**What you are asked to do:**
Retype all of the entries that appear below, keeping them exactly as they are.

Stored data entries
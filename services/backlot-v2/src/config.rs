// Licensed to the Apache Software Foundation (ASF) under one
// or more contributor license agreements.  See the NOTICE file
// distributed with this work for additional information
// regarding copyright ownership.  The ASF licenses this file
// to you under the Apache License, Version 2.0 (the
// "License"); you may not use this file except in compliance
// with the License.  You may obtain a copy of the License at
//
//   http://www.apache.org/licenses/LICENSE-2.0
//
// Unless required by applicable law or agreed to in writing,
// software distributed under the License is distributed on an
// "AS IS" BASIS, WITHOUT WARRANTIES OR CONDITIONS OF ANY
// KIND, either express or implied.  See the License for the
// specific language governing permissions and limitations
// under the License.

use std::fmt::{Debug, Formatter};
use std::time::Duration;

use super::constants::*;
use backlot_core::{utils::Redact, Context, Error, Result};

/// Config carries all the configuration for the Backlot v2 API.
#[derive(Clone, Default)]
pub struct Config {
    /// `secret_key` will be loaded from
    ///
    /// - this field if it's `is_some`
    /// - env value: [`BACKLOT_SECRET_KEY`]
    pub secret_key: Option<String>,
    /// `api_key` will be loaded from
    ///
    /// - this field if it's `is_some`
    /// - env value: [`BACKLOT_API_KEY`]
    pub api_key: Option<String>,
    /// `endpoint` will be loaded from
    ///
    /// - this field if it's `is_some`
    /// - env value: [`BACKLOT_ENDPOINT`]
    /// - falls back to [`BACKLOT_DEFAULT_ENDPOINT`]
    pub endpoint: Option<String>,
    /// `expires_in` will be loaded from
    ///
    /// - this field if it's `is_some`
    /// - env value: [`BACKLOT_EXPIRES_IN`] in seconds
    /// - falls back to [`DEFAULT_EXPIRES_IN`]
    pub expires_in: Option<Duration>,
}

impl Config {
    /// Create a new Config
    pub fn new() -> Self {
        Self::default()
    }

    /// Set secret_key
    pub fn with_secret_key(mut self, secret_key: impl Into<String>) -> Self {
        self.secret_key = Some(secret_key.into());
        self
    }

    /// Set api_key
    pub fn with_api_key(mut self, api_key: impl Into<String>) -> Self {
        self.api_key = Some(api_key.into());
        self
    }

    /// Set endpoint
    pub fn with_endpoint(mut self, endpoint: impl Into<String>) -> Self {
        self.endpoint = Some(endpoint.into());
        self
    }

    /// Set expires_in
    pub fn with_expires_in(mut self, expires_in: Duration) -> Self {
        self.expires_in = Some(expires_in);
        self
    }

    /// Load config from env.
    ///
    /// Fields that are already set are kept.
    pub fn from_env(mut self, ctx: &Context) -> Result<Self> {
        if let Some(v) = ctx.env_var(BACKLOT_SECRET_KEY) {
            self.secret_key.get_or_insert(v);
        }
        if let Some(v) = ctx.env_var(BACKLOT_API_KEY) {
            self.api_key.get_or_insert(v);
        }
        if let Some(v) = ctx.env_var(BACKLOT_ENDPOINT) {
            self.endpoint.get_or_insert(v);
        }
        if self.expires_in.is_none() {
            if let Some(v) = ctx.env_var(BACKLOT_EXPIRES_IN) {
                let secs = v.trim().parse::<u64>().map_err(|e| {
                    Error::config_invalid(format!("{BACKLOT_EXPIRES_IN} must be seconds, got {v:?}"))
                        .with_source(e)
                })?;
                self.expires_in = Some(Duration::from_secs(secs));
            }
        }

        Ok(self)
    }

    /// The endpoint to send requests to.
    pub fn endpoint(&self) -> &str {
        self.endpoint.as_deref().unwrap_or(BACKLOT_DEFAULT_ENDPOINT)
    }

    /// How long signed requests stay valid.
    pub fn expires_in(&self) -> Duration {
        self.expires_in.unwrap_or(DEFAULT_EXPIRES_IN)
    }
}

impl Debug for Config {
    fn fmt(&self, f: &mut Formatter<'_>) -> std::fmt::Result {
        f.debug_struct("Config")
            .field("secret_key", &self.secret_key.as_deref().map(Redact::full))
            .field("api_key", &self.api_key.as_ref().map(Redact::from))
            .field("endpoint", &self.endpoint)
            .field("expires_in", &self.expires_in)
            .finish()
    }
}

**Task response:**
filename services/backlot-v2/src/config.rs
// Licensed to the Apache Software Foundation (ASF) under one
// or more contributor license agreements.  See the NOTICE file
// distributed with this work for additional information
// regarding copyright ownership.  The ASF licenses this file
// to you under the Apache License, Version 2.0 (the
// "License"); you may not use this file except in compliance
// with the License.  You may obtain a copy of the License at
//
//   http://www.apache.org/licenses/LICENSE-2.0
//
// Unless required by applicable law or agreed to in writing,
// software distributed under the License is distributed on an
// "AS IS" BASIS, WITHOUT WARRANTIES OR CONDITIONS OF ANY
// KIND, either express or implied.  See the License for the
// specific language governing permissions and limitations
// under the License.

use std::fmt::{Debug, Formatter};
use std::time::Duration;

use super::constants::*;
use backlot_core::{utils::Redact, Context, Error, Result};

/// Config carries all the configuration for the Backlot v2 API.
#[derive(Clone, Default)]
pub struct Config {
    /// `secret_key` will be loaded from
    ///
    /// - this field if it's `is_some`
    /// - env value: [`BACKLOT_SECRET_KEY`]
    pub secret_key: Option<String>,
    /// `api_key` will be loaded from
    ///
    /// - this field if it's `is_some`
    /// - env value: [`BACKLOT_API_KEY`]
    pub api_key: Option<String>,
    /// `endpoint` will be loaded from
    ///
    /// - this field if it's `is_some`
    /// - env value: [`BACKLOT_ENDPOINT`]
    /// - falls back to [`BACKLOT_DEFAULT_ENDPOINT`]
    pub endpoint: Option<String>,
    /// `expires_in` will be loaded from
    ///
    /// - this field if it's `is_some`
    /// - env value: [`BACKLOT_EXPIRES_IN`] in seconds
    /// - falls back to [`DEFAULT_EXPIRES_IN`]
    pub expires_in: Option<Duration>,
}

impl Config {
    /// Create a new Config
    pub fn new() -> Self {
        Self::default()
    }

    /// Set secret_key
    pub fn with_secret_key(mut self, secret_key: impl Into<String>) -> Self {
        self.secret_key = Some(secret_key.into());
        self
    }

    /// Set api_key
    pub fn with_api_key(mut self, api_key: impl Into<String>) -> Self {
        self.api_key = Some(api_key.into());
        self
    }

    /// Set endpoint
    pub fn with_endpoint(mut self, endpoint: impl Into<String>) -> Self {
        self.endpoint = Some(endpoint.into());
        self
    }

    /// Set expires_in
    pub fn with_expires_in(mut self, expires_in: Duration) -> Self {
        self.expires_in = Some(expires_in);
        self
    }

    /// Load config from env.
    ///
    /// Fields that are already set are kept.
    pub fn from_env(mut self, ctx: &Context) -> Result<Self> {
        if let Some(v) = ctx.env_var(BACKLOT_SECRET_KEY) {
            self.secret_key.get_or_insert(v);
        }
        if let Some(v) = ctx.env_var(BACKLOT_API_KEY) {
            self.api_key.get_or_insert(v);
        }
        if let Some(v) = ctx.env_var(BACKLOT_ENDPOINT) {
            self.endpoint.get_or_insert(v);
        }
        if self.expires_in.is_none() {
            if let Some(v) = ctx.env_var(BACKLOT_EXPIRES_IN) {
                let secs = v.trim().parse::<u64>().map_err(|e| {
                    Error::config_invalid(format!("{BACKLOT_EXPIRES_IN} must be seconds, got {v:?}"))
                        .with_source(e)
                })?;
                self.expires_in = Some(Duration::from_secs(secs));
            }
        }

        Ok(self)
    }

    /// The endpoint to send requests to.
    pub fn endpoint(&self) -> &str {
        self.endpoint.as_deref().unwrap_or(BACKLOT_DEFAULT_ENDPOINT)
    }

    /// How long signed requests stay valid.
    pub fn expires_in(&self) -> Duration {
        self.expires_in.unwrap_or(DEFAULT_EXPIRES_IN)
    }
}

impl Debug for Config {
    fn fmt(&self, f: &mut Formatter<'_>) -> std::fmt::Result {
        f.debug_struct("Config")
            .field("secret_key", &self.secret_key.as_deref().map(Redact::full))
            .field("api_key", &self.api_key.as_ref().map(Redact::from))
            .field("endpoint", &self.endpoint)
            .field("expires_in", &self.expires_in)
            .finish()
    }
}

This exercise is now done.